Are there connections between the body’s immune system and the progression of Huntington’s disease? New evidence suggests that correcting changes in the immune system could have real impact on brain aspects of HD.
Huntington’s disease as a brain disease
When the brains of people who’d died of Huntington’s disease were first studied, the most striking observation was that many cells in a part of the brain called the striatum had died during the degenerative process. In fact, there were almost holes in the brain where the striatum should have been.
Like many areas of science and medical research, early findings greatly influence researchers who come later, encouraging them to first ‘look under the lamp-post’ rather than into the darker nooks and crannies which have yet to be explored. Much HD research has focused on what’s wrong in the striatum, but is that the whole story?
As we look more and more widely it has become increasingly clear that HD is not just a disease of the striatum, or even the basal ganglia, but can affect other parts of the brain such as the cerebral cortex (which may be particularly important for the thinking and emotional symptoms).
However, in recent years it also become apparent that HD pathology is not only restricted to the brain – it can also occur in other organs and systems of the body.
The immune system in HD
Each and every cell in our body contains the HD gene, and in people with an expanded HD gene, the abnormal huntingtin protein is found in every cell, too.
The latest revelation in this journey of discovery has just been published by Wanda Kwan, Paul Muchowski and colleagues in the Journal of Neuroscience.
Muchowski and colleagues were following up on recent evidence that the immune system is dysfunctional in HD. The immune system is crucial in protecting the human body from germs.
In the past, scientists have considered the brain ‘immune privileged’, meaning that the brain was separated from the rest of the body’s immune system. But recent discoveries suggest that the central nervous system (with the brain as its crowning glory) and the immune system share a complex relationship. In fact, brain-immune communication goes both ways – the body’s immune system can change the brain, and changes in the brain can be reflected in the immune system.
A previous study, involving Maria Bjorkqvist and Sarah Tabrizi who are also co-authors on this new paper, of blood samples from HD mutation carriers and symptomatic HD family members, focused on the molecules that regulate the state of the immune system. This study revealed that specific molecules show early changes in HD subjects compared to control volunteers without the HD mutation.

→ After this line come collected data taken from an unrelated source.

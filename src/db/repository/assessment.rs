use rusqlite::{params, Connection, OptionalExtension};

use crate::db::DatabaseError;
use crate::models::*;

pub fn insert_assessment(conn: &Connection, assessment: &NewAssessment) -> Result<i64, DatabaseError> {
    conn.execute(
        "INSERT INTO assessments (patient_id, form_data, alz, park, dem, diag)
         VALUES (?1, ?2, ?3, ?4, ?5, ?6)",
        params![
            assessment.patient_id,
            serde_json::to_string(&assessment.form)?,
            serde_json::to_string(&assessment.alz)?,
            serde_json::to_string(&assessment.park)?,
            serde_json::to_string(&assessment.dem)?,
            serde_json::to_string(&assessment.diag)?,
        ],
    )?;
    Ok(conn.last_insert_rowid())
}

/// Diagnosis blobs of every assessment for a patient, newest first.
pub fn list_assessment_diagnoses(
    conn: &Connection,
    patient_id: i64,
) -> Result<Vec<AssessmentDiagnosis>, DatabaseError> {
    let mut stmt = conn.prepare(
        "SELECT diag, created_at FROM assessments
         WHERE patient_id = ?1
         ORDER BY created_at DESC, id DESC",
    )?;
    let rows = stmt
        .query_map(params![patient_id], |row| {
            let diag: Option<String> = row.get(0)?;
            Ok(AssessmentDiagnosis {
                diag: parse_stored_object(diag.as_deref()),
                created_at: row.get(1)?,
            })
        })?
        .collect::<Result<Vec<_>, _>>()?;
    Ok(rows)
}

pub fn latest_assessment(
    conn: &Connection,
    patient_id: i64,
) -> Result<Option<StoredAssessment>, DatabaseError> {
    let assessment = conn
        .query_row(
            "SELECT id, patient_id, form_data, alz, park, dem, diag, created_at
             FROM assessments
             WHERE patient_id = ?1
             ORDER BY created_at DESC, id DESC
             LIMIT 1",
            params![patient_id],
            |row| {
                let form_data: Option<String> = row.get(2)?;
                let alz: Option<String> = row.get(3)?;
                let park: Option<String> = row.get(4)?;
                let dem: Option<String> = row.get(5)?;
                let diag: Option<String> = row.get(6)?;
                Ok(StoredAssessment {
                    id: row.get(0)?,
                    patient_id: row.get(1)?,
                    form_data: parse_stored_object(form_data.as_deref()),
                    alz: parse_stored_object(alz.as_deref()),
                    park: parse_stored_object(park.as_deref()),
                    dem: parse_stored_object(dem.as_deref()),
                    diag: parse_stored_object(diag.as_deref()),
                    created_at: row.get(7)?,
                })
            },
        )
        .optional()?;
    Ok(assessment)
}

Like virtually all changes that have been found in HD patients, these immune system molecules were also found to be altered in the blood of HD mice. Therefore the role of the immune system in HD can be tested experimentally using HD mouse models.
HDBuzz readers may recall another study by Muchowski’s group which showed that a drug known as JM6 altered symptoms in HD mice, despite not being transported into the brain at all. JM6 Likely works, in part, through the immune system.
Bone Marrow Transplant
Now that it’s clear that moderating the immune system can have effects on the brains of HD mice, Muchowski and colleagues have performed a clever experiment. They carried out bone marrow transplantation in HD mice, replacing the bone marrow of HD mice with bone marrow collected from healthy (‘wildtype’) mice.

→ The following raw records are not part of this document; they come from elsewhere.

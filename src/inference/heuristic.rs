//! Deterministic additive risk heuristic used whenever trained models are
//! unavailable.

use super::types::{RiskLevel, RiskPrediction, TopFactor};
use crate::models::QuestionnaireForm;

/// Confidence reported for heuristic scores.
pub const HEURISTIC_CONFIDENCE: f64 = 75.0;

const MAX_TOP_FACTORS: usize = 5;

/// +30 for age >= 70, +25 for moderate/severe memory complaints,
/// +5 per neurological symptom.
pub fn heuristic_score(form: &QuestionnaireForm) -> f64 {
    let mut score = 0.0;
    if form.age.unwrap_or(0.0) >= 70.0 {
        score += 30.0;
    }
    if form.has_memory_complaints() {
        score += 25.0;
    }
    score += 5.0 * form.symptom_count() as f64;
    score
}

/// Factors that pushed the score up, strongest signals first.
pub fn top_factors(form: &QuestionnaireForm) -> Vec<TopFactor> {
    let mut factors = Vec::new();
    if form.age.unwrap_or(0.0) >= 70.0 {
        factors.push(TopFactor("Age".into(), 90));
    }
    if form.has_memory_complaints() {
        factors.push(TopFactor("Memory".into(), 80));
    }
    if form.symptom_count() > 1 {
        factors.push(TopFactor("Neuro Symptoms".into(), 85));
    }
    factors.truncate(MAX_TOP_FACTORS);
    factors
}

pub fn heuristic_prediction(disease: &str, form: &QuestionnaireForm) -> RiskPrediction {
    let score = heuristic_score(form);
    RiskPrediction {
        disease: disease.to_string(),
        score,
        confidence: HEURISTIC_CONFIDENCE,
        risk_level: RiskLevel::from_score(score),
        top_factors: top_factors(form),
    }
}

#[cfg(test)]
mod tests {
    use super::*;

    fn form(age: f64, memory: &str, symptoms: &[&str]) -> QuestionnaireForm {
        QuestionnaireForm {
            age: Some(age),
            memory_complaints: Some(memory.into()),
            neurological_symptoms: symptoms.iter().map(|s| s.to_string()).collect(),
            ..Default::default()
        }
    }

    #[test]
    fn elderly_severe_with_two_symptoms_is_moderate() {
        let f = form(75.0, "severe", &["tremor", "confusion"]);
        assert_eq!(heuristic_score(&f), 65.0);
        let prediction = heuristic_prediction("Dementia", &f);
        assert_eq!(prediction.risk_level, RiskLevel::Moderate);
        assert_eq!(prediction.confidence, 75.0);
        assert_eq!(
            prediction.top_factors,
            vec![
                TopFactor("Age".into(), 90),
                TopFactor("Memory".into(), 80),
                TopFactor("Neuro Symptoms".into(), 85),
            ]
        );
    }

    #[test]
    fn empty_form_scores_zero() {
        let f = QuestionnaireForm::default();
        assert_eq!(heuristic_score(&f), 0.0);
        assert!(top_factors(&f).is_empty());
    }

    #[test]
    fn age_boundary_is_inclusive() {
        assert_eq!(heuristic_score(&form(70.0, "none", &[])), 30.0);
        assert_eq!(heuristic_score(&form(69.0, "none", &[])), 0.0);
    }

    #[test]
    fn single_symptom_is_not_a_top_factor() {
        let f = form(50.0, "mild", &["tremor"]);
        assert_eq!(heuristic_score(&f), 5.0);
        assert!(top_factors(&f).is_empty());
    }

    #[test]
    fn many_symptoms_reach_high_risk() {
        let f = form(72.0, "moderate", &["a", "b", "c"]);
        assert_eq!(heuristic_score(&f), 70.0);
        assert_eq!(heuristic_prediction("Alzheimer's", &f).risk_level, RiskLevel::High);
    }

    #[test]
    fn uppercase_memory_grade_adds_nothing() {
        let f = form(50.0, "SEVERE", &[]);
        assert_eq!(heuristic_score(&f), 0.0);
        assert!(top_factors(&f).is_empty());
    }
}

The bone marrow is crucial in generating new cells for the immune system and therefore this kind of transplant would test the role of the immune system in HD. Bone marrow transplants are regularly conducted in humans whose bone marrow has been damaged, for example after chemotherapy.
Did it work?
The findings were very interesting. The HD mice which had received a transplant from healthy control mice showed some subtle, but significant, improvement in the movement problems that HD mice normally display.
Evidence that the transplantation of healthy bone marrow into the HD mice had directly affected the brains of the animals was provided by analysis of ‘synapses’, the trillions of connections that are known to occur between the billions of ‘neurons’ in the brain. When brain cells are sick or dying, they begin to lose synapses, causing major communication problems in the brain.
Bone marrow transplantation increased the number of synapses in the brain, suggesting that this change to the immune system was directly impacting the brain. This is extremely exciting, because it proves that we can provide treatments to the body that have direct impact inside the brain.
Finally, some of the aforementioned immune system molecules which are altered in HD patients and mouse models, were restored to normal levels following bone marrow transplantation. This suggests that the immune system has been, to some extent, reset to normal levels.
As the authors discuss, the effects of the healthy bone marrow transplant did not lead to full rescue of the symptoms, but rather showed ‘disease modifying’ effects. This is not surprising, as the brains of the HD mice continued to express the gene mutation and were thus exposed to the toxic effects of the huntingtin protein.
Nevertheless, this important new paper provides additional evidence that the immune system is affected in HD and that correcting immune dysfunction could have beneficial effects for patients.
It suggests new avenues for further research into the disease processes in HD and also points towards a potential clinical trial approach. It may be that we will need to target both the brain and the body, including the immune system, if we are to develop successful approaches to prevent and treat HD.